Simulation of hydrodynamic ram phenomenon using MSC Dytran

Abstract

Hydrodynamic ram (HRAM) refers to the damage process due to high pressures generated when a high-velocity projectile penetrates a compartment or vessel containing a fluid. A Finite Element model was developed using MSC Dytran to investigate the structural response during the initial phase of HRAM and conduct parametric studies on factors that could affect the tank wall response. The Lagrangian structural shell elements were coupled to the fluid Euler elements using the ALE coupling technique, whereas the projectile was coupled to the fluid using the general coupling technique. This study focused mainly on the structural back wall response where critical components or main structural members on the aircraft could be located. Results from this study show that initial shock wave pressure upon projectile impact is unlikely to have detrimental effects on the exit wall of tank due to its rapid extinction in the fluid.
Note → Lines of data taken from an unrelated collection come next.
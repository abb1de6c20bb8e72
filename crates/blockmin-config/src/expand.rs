//! Expansion of `[blocks]` values.
//!
//! Every value accepts `${VAR}` and `${VAR:-default}`. Directory values also
//! accept a leading `~` for the home directory, so `base_dir = "~/www"` works.

use std::borrow::Cow;

use crate::{BlocksConfigRaw, ConfigError};

/// Expand every `[blocks]` value in place.
pub(crate) fn expand_blocks(blocks: &mut BlocksConfigRaw) -> Result<(), ConfigError> {
    for (value, field) in [
        (&mut blocks.tag, "blocks.tag"),
        (&mut blocks.target, "blocks.target"),
    ] {
        if let Some(raw) = value {
            *raw = expand_value(raw, field)?;
        }
    }

    for (value, field) in [
        (&mut blocks.base_dir, "blocks.base_dir"),
        (&mut blocks.source_dir, "blocks.source_dir"),
    ] {
        if let Some(raw) = value {
            *raw = expand_dir(raw, field)?;
        }
    }

    Ok(())
}

/// `${VAR}` expansion. Strings without `${` are returned as-is.
fn expand_value(value: &str, field: &str) -> Result<String, ConfigError> {
    if !value.contains("${") {
        return Ok(value.to_owned());
    }
    shellexpand::env_with_context(value, lookup)
        .map(Cow::into_owned)
        .map_err(|e| unset(field, &e.cause))
}

/// `${VAR}` expansion plus a leading `~`.
fn expand_dir(value: &str, field: &str) -> Result<String, ConfigError> {
    if !value.contains("${") && !value.starts_with('~') {
        return Ok(value.to_owned());
    }
    shellexpand::full_with_context(value, home_dir, lookup)
        .map(Cow::into_owned)
        .map_err(|e| unset(field, &e.cause))
}

fn lookup(var: &str) -> Result<Option<String>, String> {
    std::env::var(var).map(Some).map_err(|_| var.to_owned())
}

fn home_dir() -> Option<String> {
    std::env::var("HOME")
        .or_else(|_| std::env::var("USERPROFILE"))
        .ok()
}

fn unset(field: &str, var: &str) -> ConfigError {
    ConfigError::EnvVar {
        field: field.to_owned(),
        message: format!("${{{var}}} not set"),
    }
}

#[cfg(test)]
mod tests {
    use super::*;
    use pretty_assertions::assert_eq;

    fn blocks(base_dir: &str) -> BlocksConfigRaw {
        BlocksConfigRaw {
            base_dir: Some(base_dir.to_owned()),
            ..BlocksConfigRaw::default()
        }
    }

    #[test]
    fn test_expand_var_in_dir() {
        // SAFETY: the variable name is unique to this test
        unsafe {
            std::env::set_var("BLOCKMIN_TEST_OUT", "public");
        }
        let mut raw = blocks("${BLOCKMIN_TEST_OUT}/assets");
        expand_blocks(&mut raw).unwrap();
        assert_eq!(raw.base_dir.as_deref(), Some("public/assets"));
        unsafe {
            std::env::remove_var("BLOCKMIN_TEST_OUT");
        }
    }

    #[test]
    fn test_expand_default_target() {
        // SAFETY: the variable name is unique to this test
        unsafe {
            std::env::remove_var("BLOCKMIN_TEST_UNSET_TARGET");
        }
        let mut raw = BlocksConfigRaw {
            target: Some("${BLOCKMIN_TEST_UNSET_TARGET:-release}".to_owned()),
            ..BlocksConfigRaw::default()
        };
        expand_blocks(&mut raw).unwrap();
        assert_eq!(raw.target.as_deref(), Some("release"));
    }

    #[test]
    fn test_home_in_dir() {
        let Some(home) = home_dir() else {
            return;
        };
        let mut raw = blocks("~/www");
        expand_blocks(&mut raw).unwrap();
        assert_eq!(raw.base_dir, Some(format!("{home}/www")));
    }

    #[test]
    fn test_tilde_in_tag_kept() {
        let mut raw = BlocksConfigRaw {
            tag: Some("~build".to_owned()),
            ..BlocksConfigRaw::default()
        };
        expand_blocks(&mut raw).unwrap();
        assert_eq!(raw.tag.as_deref(), Some("~build"));
    }

    #[test]
    fn test_missing_var_names_field() {
        // SAFETY: the variable name is unique to this test
        unsafe {
            std::env::remove_var("BLOCKMIN_TEST_MISSING");
        }
        let mut raw = BlocksConfigRaw {
            source_dir: Some("${BLOCKMIN_TEST_MISSING}/src".to_owned()),
            ..BlocksConfigRaw::default()
        };
        let err = expand_blocks(&mut raw).unwrap_err();
        assert_eq!(
            err.to_string(),
            "Environment variable error in blocks.source_dir: ${BLOCKMIN_TEST_MISSING} not set"
        );
    }

    #[test]
    fn test_literals_unchanged() {
        let mut raw = blocks("$HOME/dist");
        expand_blocks(&mut raw).unwrap();
        assert_eq!(raw.base_dir.as_deref(), Some("$HOME/dist"));
    }
}
//! `js`: aggregate script references into one bundle.

use super::requirejs::module_options;
use super::{Block, BlockHandler, Replacement};
use crate::tags::SCRIPT_TAGS;
use crate::{BuildInstruction, HandlerContext, HandlerError, split_args};

const SYNTAX: &str = "<dest>";

/// Bundles every `<script src>` in the block into the destination given as
/// the directive argument.
///
/// A script carrying `data-main` also bootstraps a module bundle: its output
/// goes to `data-dest` (or `data-main`) and gets its own `<script>` tag.
#[derive(Debug, Default, Clone, Copy)]
pub struct JsHandler;

impl BlockHandler for JsHandler {
    fn name(&self) -> &'static str {
        "js"
    }

    fn process(
        &self,
        block: &Block<'_>,
        ctx: &mut HandlerContext<'_>,
    ) -> Result<Replacement, HandlerError> {
        let dest_arg = block
            .args
            .and_then(|args| split_args(args, None).first().copied())
            .ok_or(HandlerError::MissingArguments { syntax: SYNTAX })?;

        let dest = ctx.destination(dest_arg);
        ctx.verbose(format!("Set destination to {}", dest.full.display()));

        let target = ctx.target;
        let mut out_tags = Vec::new();

        for tag in SCRIPT_TAGS.extract(block.contents.unwrap_or_default()) {
            ctx.verbose(format!("Parsing tag: {}", tag.html));

            let Some(src) = tag.get("src") else {
                ctx.warn(format!("Tag missing src attribute: {}", tag.html));
                continue;
            };

            if !ctx.asset_exists(src) {
                ctx.warn(format!("Cannot find file for src: {}", tag.html));
                continue;
            }

            if out_tags.is_empty() {
                let bundle_tag = script_tag(&dest.short);
                ctx.verbose(format!("Added tag: {bundle_tag}"));
                out_tags.push(bundle_tag);
            }

            ctx.instruct(BuildInstruction::bundle(target, src, dest.full.clone()));

            let Some(main) = tag.get("data-main") else {
                continue;
            };

            let module_dest = ctx.destination(tag.get("data-dest").unwrap_or(main));
            let module_target = tag.get("data-target").unwrap_or(target);

            let module_tag = script_tag(&module_dest.short);
            ctx.verbose(format!("Added tag: {module_tag}"));
            out_tags.push(module_tag);

            let options = module_options(main, &module_dest, ctx.base_dir);
            ctx.instruct(BuildInstruction::module_bundle(
                module_target,
                format!("{main}.js"),
                module_dest.full.clone(),
                options,
            ));
            ctx.instruct(BuildInstruction::bundle(
                target,
                module_dest.full_str(),
                module_dest.full.clone(),
            ));
        }

        Ok(Replacement::Lines(out_tags))
    }
}

/// Output `<script>` tag for a bundle.
pub(super) fn script_tag(src: &str) -> String {
    format!(r#"<script src="{src}"></script>"#)
}
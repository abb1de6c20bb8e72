//! Recursive build-block parser for HTML documents.
//!
//! Build blocks are HTML comments that wrap asset references:
//!
//! ```html
//! <!--build:js dist/app.js-->
//! <script src="a.js"></script>
//! <script src="b.js"></script>
//! <!--endbuild-->
//! ```
//!
//! [`BlockParser`] replaces each block with the output of the handler
//! registered for its type and reports the work an external build tool must
//! do as [`BuildInstruction`] events. Blocks nest: inner blocks are resolved
//! first and the outer handler sees their replacements.
//!
//! # Architecture
//!
//! - [`DirectiveGrammar`] recognizes begin, end and self-closing tags for one
//!   tag token, and [`Scanner`] walks the matches in document order
//! - [`BlockParser`] resolves blocks recursively over one shared scanner
//! - [`HandlerRegistry`] maps directive types to [`Handler`]s: the built-ins
//!   (`uncomment`, `js`, `less`, `requirejs`) or any [`BlockHandler`]
//! - Handlers report through [`HandlerContext`] into an [`EventSink`]
//!
//! # Example
//!
//! ```
//! use blockmin_parser::{BlockParser, InstructionKind, ParserConfig};
//!
//! let parser = BlockParser::new(ParserConfig::new().with_base_dir("/www")).unwrap();
//! let output = parser.parse("<!--build:requirejs js/main app.js/-->").unwrap();
//!
//! assert_eq!(output.document, r#"<script src="app.js"></script>"#);
//! let kinds: Vec<_> = output.instructions().map(|i| i.kind).collect();
//! assert_eq!(kinds, vec![InstructionKind::ModuleBundle, InstructionKind::Bundle]);
//! ```

mod args;
mod context;
mod error;
mod event;
mod grammar;
mod handlers;
mod parser;
mod tags;

pub use args::{ModuleArgs, split_args};
pub use context::{Destination, HandlerContext};
pub use error::{HandlerError, ParseError};
pub use event::{BuildInstruction, EventSink, InstructionKind, ParseEvent};
pub use grammar::{BeginTag, DirectiveGrammar, DirectiveMatch, EndTag, Scanner};
pub use handlers::{
    BUILTIN_HANDLERS, Block, BlockHandler, Handler, HandlerRegistry, JsHandler, LessHandler,
    Replacement, RequireJsHandler, UncommentHandler,
};
pub use parser::{BlockParser, FileExistsFn, ParseOutput, ParserConfig};
pub use tags::{Tag, TagExtractor};
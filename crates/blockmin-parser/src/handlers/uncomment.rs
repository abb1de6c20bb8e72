//! `uncomment`: turn commented-out markup back into live markup.

use std::sync::LazyLock;

use regex::Regex;

use super::{Block, BlockHandler, Replacement};
use crate::{HandlerContext, HandlerError};

static OPEN_RE: LazyLock<Regex> = LazyLock::new(|| Regex::new(r"^(\s*)<!--").unwrap());
static CLOSE_RE: LazyLock<Regex> = LazyLock::new(|| Regex::new(r"-->(\s*)$").unwrap());

/// Strips one leading `<!--` and one trailing `-->` from the block contents,
/// keeping the surrounding whitespace.
#[derive(Debug, Default, Clone, Copy)]
pub struct UncommentHandler;

impl BlockHandler for UncommentHandler {
    fn name(&self) -> &'static str {
        "uncomment"
    }

    fn process(
        &self,
        block: &Block<'_>,
        _ctx: &mut HandlerContext<'_>,
    ) -> Result<Replacement, HandlerError> {
        let Some(contents) = block.contents else {
            return Ok(Replacement::Empty);
        };

        let opened = OPEN_RE.replace(contents, "$1");
        let closed = CLOSE_RE.replace(&opened, "$1");
        Ok(Replacement::Text(closed.into_owned()))
    }
}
The presence of free surface with lower filling levels reduced both the initial shock pressure and subsequent drag phase pressure. Projectile mass was found to have a strong effect on the exit wall response during the shock phase, but once projectile penetrated the entry wall, results for the drag phase for different projectile mass investigated were inconclusive. Other factors examined included the tank’s material properties and fluid density. Of all the factors being studied, projectile’s velocity was found to have the strongest influence on exit wall response and fluid pressures. Therefore, the damage to exit wall of the tank could be greatly reduced if the entry wall is able to slow the projectile significantly.